Former Velvet Underground members Lou Reed, Maureen Tucker and Doug Yule will make an extremely rare joint public appearance on Dec. 8 at the New York Public Library. The three will discuss the Velvet Underground's music and legacy with rock journalist David Fricke as part of the "LIVE from the NYPL" series.

The unprecedented reunion of the legendary New York band comes on the heels of the publication of "The Velvet Underground: New York Art," a new compendium of previously unseen photographs, poster and cover designs by Andy Warhol, Lou Reed's handwritten music and lyrics, underground press clippings and other reviews, flyers, handbills and posters.
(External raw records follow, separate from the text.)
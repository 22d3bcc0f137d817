//! trickle: paced delivery of a compressed payload over TCP
//!
//! The server accepts any number of line-oriented TCP clients. A client that
//! sends the trigger line (`start` by default) receives the compressed
//! payload as a raw byte stream, cut into fixed-size packets sent one per
//! tick.
//!
//! Features:
//! - gzip, bzip2 and xz payload compression
//! - Configurable packet size, pacing and trigger line
//! - Completeness accounting for every transfer
//! - `fetch` subcommand that requests and decompresses the payload
//! - Configuration via CLI arguments or TOML file

mod client;
mod compress;
mod config;
mod payload;
mod runtime;
mod scheduler;

use config::{Config, FetchConfig, Invocation};
use payload::Payload;
use tracing::info;
use tracing_subscriber::EnvFilter;

fn main() -> Result<(), Box<dyn std::error::Error>> {
    // Load configuration
    let invocation = Config::load()?;

    // Initialize logging
    let filter = EnvFilter::try_from_default_env()
        .unwrap_or_else(|_| EnvFilter::new(invocation.log_level()));

    tracing_subscriber::fmt()
        .with_env_filter(filter)
        .with_target(false)
        .init();

    match invocation {
        Invocation::Serve(config) => serve(config),
        Invocation::Fetch(config) => fetch(config),
    }
}

fn serve(config: Config) -> Result<(), Box<dyn std::error::Error>> {
    info!(
        listen = %config.listen,
        input = %config.input.display(),
        codec = ?config.codec,
        packet_size = config.packet_size,
        pacing_ms = config.pacing.as_millis() as u64,
        trigger = %config.trigger,
        retrigger = ?config.retrigger,
        "Starting trickle server"
    );

    let compressor = config.codec.compressor(config.level);
    let payload = Payload::load(&config.input, compressor.as_ref())?;
    info!(bytes = payload.expected_size(), "Data size");

    runtime::run(config, payload)?;
    Ok(())
}

fn fetch(config: FetchConfig) -> Result<(), Box<dyn std::error::Error>> {
    let runtime = tokio::runtime::Builder::new_current_thread()
        .enable_all()
        .build()?;
    let report = runtime.block_on(client::fetch(&config))?;
    info!(
        received = report.received,
        decompressed = report.decompressed,
        output = %config.output.display(),
        "Payload fetched"
    );
    Ok(())
}
//! Registry of live connections using slab allocation.
//!
//! The accept loop never touches the set directly. It hands new connections
//! over a channel, and the owner drains them with [`ConnectionRegistry::admit`]
//! at the start of each tick, so the set needs no lock.

use crate::runtime::connection::Connection;
use slab::Slab;
use std::sync::Arc;
use tokio::sync::mpsc;
use tracing::{info, warn};

/// Sending side used by the accept loop.
pub type Admissions = mpsc::UnboundedSender<Arc<Connection>>;

pub struct ConnectionRegistry {
    connections: Slab<Arc<Connection>>,
    incoming: mpsc::UnboundedReceiver<Arc<Connection>>,
    max_connections: usize,
}

impl ConnectionRegistry {
    /// Create an empty registry and the channel that feeds it.
    pub fn new(max_connections: usize) -> (Self, Admissions) {
        let (tx, rx) = mpsc::unbounded_channel();
        let registry = Self {
            connections: Slab::with_capacity(max_connections.min(1024)),
            incoming: rx,
            max_connections,
        };
        (registry, tx)
    }

    /// Insert a connection.
    ///
    /// Returns `None` if the registry is at capacity.
    pub fn insert(&mut self, conn: Arc<Connection>) -> Option<usize> {
        if self.connections.len() >= self.max_connections {
            return None;
        }
        Some(self.connections.insert(conn))
    }

    /// Move connections handed over by the accept loop into the set.
    ///
    /// Connections arriving at capacity are closed. Returns how many were added.
    pub fn admit(&mut self) -> usize {
        let mut added = 0;
        while let Ok(conn) = self.incoming.try_recv() {
            let peer = conn.peer();
            match self.insert(Arc::clone(&conn)) {
                Some(conn_id) => {
                    info!(conn_id, peer = %peer, connections = self.len(), "New connection accepted");
                    added += 1;
                }
                None => {
                    warn!(peer = %peer, limit = self.max_connections, "Connection limit reached");
                    conn.close();
                }
            }
        }
        added
    }

    /// Remove every connection that is no longer open.
    ///
    /// Returns how many were removed.
    pub fn prune(&mut self) -> usize {
        let closed: Vec<usize> = self
            .connections
            .iter()
            .filter(|(_, conn)| !conn.is_open())
            .map(|(conn_id, _)| conn_id)
            .collect();

        for &conn_id in &closed {
            let conn = self.connections.remove(conn_id);
            info!(conn_id, peer = %conn.peer(), "Connection closed, removing");
        }
        closed.len()
    }

    /// Pair every live connection with its latest unconsumed line.
    pub fn snapshot(&self) -> Vec<(Option<String>, Arc<Connection>)> {
        self.connections
            .iter()
            .map(|(_, conn)| (conn.consume_line(), Arc::clone(conn)))
            .collect()
    }

    /// Send `bytes` to every connection.
    ///
    /// Returns true if at least one connection accepted a nonzero write.
    pub async fn broadcast(&self, bytes: &[u8]) -> bool {
        let mut delivered = false;
        for (_, conn) in self.connections.iter() {
            if conn.send(bytes).await != 0 {
                delivered = true;
            }
        }
        delivered
    }

    /// Number of live connections.
    pub fn len(&self) -> usize {
        self.connections.len()
    }

    pub fn is_empty(&self) -> bool {
        self.connections.is_empty()
    }
}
The book, published by famed Italian book house Rizzoli, contains a recorded conversation between Reed and Tucker as well as contributions from Vaclav Havel and Jon Savage.

The event will take place in New York City at the Celeste Bartos Forum in the NYPL's Stephen A. Schwarzman Building on 5th Ave. and 42nd St. General admission tickets are $25, and $15 tickets are available for library donors, students and seniors through the NYPL website.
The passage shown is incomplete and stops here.